*Task to complete*. From the entries below, copy exactly the lines from the one that contains "pub mod repository;" through the one that contains "pub use query::Filter;", both included, and only those.

Stored data

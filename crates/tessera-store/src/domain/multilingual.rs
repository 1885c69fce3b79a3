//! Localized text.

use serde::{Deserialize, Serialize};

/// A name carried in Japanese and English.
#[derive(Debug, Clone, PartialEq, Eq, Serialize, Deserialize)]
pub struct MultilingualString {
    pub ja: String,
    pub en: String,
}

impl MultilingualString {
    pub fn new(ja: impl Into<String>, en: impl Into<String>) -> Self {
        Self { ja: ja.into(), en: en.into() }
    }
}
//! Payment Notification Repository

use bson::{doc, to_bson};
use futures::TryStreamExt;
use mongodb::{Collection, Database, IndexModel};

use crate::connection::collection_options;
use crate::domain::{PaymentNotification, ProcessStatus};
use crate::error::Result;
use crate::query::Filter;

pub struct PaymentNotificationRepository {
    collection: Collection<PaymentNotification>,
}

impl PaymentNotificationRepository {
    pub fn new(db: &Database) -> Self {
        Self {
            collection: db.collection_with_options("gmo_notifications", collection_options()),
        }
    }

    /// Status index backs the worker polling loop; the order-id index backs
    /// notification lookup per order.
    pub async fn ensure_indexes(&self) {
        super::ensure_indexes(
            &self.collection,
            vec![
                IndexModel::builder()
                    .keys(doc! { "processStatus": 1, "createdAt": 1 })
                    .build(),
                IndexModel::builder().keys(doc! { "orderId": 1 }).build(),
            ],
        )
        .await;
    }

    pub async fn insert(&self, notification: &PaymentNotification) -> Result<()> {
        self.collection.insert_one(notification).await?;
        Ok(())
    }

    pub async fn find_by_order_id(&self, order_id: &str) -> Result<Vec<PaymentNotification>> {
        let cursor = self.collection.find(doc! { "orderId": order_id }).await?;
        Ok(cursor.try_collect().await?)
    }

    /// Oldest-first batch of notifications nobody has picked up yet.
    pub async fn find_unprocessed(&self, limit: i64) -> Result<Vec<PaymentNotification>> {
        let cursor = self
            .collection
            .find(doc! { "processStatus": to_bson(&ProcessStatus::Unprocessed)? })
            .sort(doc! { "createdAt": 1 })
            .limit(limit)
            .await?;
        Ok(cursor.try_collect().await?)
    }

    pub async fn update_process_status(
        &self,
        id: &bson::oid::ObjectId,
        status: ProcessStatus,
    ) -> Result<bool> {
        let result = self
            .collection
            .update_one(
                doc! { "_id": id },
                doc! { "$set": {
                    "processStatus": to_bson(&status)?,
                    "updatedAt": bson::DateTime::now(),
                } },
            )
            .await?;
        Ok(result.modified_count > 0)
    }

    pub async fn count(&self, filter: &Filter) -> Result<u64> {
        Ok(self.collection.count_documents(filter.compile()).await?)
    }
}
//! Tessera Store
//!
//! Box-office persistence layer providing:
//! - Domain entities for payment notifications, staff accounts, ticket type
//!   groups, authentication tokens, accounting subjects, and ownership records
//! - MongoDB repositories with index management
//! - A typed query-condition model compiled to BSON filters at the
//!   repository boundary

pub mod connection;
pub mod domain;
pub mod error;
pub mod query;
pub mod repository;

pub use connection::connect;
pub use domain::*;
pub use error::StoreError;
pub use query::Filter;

...

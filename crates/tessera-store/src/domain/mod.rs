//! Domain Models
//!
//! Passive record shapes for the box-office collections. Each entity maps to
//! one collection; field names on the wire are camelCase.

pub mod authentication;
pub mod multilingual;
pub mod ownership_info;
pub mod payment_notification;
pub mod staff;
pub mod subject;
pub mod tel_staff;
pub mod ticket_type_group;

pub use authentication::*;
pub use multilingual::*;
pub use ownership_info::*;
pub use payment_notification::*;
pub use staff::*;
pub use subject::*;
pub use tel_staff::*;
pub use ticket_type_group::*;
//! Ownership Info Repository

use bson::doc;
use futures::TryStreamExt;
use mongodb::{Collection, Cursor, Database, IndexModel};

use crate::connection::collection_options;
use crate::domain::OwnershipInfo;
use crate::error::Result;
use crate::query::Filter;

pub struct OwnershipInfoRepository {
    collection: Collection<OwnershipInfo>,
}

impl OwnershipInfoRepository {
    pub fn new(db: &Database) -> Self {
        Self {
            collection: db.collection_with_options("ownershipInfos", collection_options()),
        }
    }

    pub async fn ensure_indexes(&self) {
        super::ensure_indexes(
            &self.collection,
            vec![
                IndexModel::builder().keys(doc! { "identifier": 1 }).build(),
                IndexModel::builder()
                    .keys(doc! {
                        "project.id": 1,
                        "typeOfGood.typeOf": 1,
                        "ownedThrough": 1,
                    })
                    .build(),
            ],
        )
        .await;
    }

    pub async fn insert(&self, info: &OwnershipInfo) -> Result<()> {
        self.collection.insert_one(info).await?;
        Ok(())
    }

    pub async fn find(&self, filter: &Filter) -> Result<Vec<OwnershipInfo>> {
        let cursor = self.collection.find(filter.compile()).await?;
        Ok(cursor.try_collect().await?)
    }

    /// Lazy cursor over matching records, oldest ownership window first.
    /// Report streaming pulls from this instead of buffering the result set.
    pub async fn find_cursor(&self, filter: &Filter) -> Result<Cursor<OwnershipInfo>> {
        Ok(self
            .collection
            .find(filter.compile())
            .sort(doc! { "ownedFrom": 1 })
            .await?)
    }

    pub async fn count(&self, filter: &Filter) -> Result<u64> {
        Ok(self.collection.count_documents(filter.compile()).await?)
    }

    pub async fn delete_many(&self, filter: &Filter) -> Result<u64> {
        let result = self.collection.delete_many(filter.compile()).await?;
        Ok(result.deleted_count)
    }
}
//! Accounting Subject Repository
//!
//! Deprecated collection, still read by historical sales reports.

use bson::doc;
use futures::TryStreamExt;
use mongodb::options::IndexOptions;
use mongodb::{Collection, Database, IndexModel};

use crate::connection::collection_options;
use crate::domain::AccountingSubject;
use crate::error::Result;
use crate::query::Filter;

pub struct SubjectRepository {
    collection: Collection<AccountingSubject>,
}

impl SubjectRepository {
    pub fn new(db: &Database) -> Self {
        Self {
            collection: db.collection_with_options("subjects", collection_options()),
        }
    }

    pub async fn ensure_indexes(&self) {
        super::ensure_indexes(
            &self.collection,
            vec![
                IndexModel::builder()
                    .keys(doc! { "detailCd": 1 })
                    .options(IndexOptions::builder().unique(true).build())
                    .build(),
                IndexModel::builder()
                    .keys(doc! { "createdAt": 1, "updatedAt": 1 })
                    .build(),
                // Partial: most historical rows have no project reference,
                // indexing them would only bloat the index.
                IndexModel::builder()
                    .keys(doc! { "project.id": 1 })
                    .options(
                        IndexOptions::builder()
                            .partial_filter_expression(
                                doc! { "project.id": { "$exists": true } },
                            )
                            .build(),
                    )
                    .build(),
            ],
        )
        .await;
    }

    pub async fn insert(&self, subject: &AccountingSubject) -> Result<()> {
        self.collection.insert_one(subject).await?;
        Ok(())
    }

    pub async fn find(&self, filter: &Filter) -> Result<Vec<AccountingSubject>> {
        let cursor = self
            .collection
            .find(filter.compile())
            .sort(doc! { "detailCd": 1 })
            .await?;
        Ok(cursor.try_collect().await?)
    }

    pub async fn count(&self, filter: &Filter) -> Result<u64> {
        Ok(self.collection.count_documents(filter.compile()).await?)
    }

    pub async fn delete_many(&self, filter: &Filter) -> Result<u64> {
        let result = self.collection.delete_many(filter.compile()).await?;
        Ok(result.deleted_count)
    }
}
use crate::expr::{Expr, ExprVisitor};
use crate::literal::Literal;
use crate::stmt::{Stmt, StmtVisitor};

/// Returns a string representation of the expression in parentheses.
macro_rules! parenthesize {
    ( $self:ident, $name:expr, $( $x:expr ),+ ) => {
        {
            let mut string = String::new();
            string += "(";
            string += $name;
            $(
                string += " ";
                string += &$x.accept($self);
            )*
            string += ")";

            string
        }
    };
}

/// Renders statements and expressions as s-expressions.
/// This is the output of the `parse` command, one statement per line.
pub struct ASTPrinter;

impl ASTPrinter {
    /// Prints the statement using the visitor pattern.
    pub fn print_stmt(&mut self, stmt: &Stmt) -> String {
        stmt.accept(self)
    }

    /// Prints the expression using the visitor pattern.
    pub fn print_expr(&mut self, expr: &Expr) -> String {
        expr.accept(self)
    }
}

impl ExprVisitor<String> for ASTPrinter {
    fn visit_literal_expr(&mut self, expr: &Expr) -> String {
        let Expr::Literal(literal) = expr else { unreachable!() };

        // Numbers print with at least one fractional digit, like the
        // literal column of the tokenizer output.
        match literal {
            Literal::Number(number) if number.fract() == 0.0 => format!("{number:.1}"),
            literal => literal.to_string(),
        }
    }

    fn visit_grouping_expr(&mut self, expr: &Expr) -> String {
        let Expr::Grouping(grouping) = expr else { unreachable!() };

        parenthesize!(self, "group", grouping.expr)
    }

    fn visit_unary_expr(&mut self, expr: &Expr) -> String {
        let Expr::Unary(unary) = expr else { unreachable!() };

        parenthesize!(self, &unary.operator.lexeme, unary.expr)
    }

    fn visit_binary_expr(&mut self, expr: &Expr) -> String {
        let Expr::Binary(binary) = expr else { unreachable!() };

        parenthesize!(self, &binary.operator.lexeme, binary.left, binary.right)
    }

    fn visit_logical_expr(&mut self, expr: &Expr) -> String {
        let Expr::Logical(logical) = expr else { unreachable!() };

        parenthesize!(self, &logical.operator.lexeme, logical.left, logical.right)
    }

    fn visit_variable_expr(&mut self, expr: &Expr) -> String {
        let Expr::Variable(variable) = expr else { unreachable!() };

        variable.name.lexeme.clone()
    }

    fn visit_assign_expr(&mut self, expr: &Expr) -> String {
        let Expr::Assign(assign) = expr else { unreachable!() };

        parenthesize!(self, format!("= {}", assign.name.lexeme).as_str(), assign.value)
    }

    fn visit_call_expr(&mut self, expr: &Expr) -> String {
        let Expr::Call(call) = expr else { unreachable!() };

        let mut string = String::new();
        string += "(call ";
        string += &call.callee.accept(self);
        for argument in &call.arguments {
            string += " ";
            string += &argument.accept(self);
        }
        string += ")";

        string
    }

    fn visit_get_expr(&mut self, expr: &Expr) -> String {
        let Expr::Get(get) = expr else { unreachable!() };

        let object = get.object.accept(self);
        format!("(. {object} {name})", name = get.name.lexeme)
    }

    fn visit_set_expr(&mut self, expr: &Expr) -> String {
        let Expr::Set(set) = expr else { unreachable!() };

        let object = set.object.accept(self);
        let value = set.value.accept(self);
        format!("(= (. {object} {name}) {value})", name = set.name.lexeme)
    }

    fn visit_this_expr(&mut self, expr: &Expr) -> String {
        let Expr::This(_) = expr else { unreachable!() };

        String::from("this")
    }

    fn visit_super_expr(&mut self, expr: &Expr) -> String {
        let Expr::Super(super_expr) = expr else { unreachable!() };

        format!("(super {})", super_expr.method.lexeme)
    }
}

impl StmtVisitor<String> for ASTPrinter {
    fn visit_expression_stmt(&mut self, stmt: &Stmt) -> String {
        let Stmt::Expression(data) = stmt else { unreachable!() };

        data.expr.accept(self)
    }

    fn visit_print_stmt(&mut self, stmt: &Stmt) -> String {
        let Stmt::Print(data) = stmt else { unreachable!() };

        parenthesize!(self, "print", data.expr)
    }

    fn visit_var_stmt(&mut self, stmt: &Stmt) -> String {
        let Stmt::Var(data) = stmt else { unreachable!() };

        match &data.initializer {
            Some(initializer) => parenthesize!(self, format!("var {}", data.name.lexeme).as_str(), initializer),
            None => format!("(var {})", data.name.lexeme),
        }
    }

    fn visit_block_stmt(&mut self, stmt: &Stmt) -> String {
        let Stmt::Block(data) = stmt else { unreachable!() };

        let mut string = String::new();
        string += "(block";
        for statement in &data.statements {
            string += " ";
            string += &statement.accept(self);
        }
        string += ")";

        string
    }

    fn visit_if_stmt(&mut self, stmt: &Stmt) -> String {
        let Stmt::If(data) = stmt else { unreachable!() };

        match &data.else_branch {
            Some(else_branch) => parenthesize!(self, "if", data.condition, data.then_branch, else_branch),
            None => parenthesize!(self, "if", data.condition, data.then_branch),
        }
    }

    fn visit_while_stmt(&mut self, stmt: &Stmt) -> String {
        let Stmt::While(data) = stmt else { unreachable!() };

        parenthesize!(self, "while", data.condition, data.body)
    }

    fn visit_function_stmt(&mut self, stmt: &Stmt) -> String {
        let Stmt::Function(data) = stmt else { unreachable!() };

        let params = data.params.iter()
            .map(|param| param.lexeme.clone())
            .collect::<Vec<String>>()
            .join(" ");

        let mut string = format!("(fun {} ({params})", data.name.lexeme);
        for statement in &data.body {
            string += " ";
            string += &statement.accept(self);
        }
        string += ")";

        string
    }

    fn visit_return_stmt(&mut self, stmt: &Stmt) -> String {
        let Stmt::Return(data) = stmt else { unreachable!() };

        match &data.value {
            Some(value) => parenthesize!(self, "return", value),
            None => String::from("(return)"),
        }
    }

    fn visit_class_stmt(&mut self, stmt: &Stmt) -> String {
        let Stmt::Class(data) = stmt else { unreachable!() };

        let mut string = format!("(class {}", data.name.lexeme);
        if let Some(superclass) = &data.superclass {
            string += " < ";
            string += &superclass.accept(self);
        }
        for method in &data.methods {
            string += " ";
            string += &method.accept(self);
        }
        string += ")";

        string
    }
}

*Solution for this task*.
pub mod repository;

pub use connection::connect;
pub use domain::*;
pub use error::StoreError;
pub use query::Filter;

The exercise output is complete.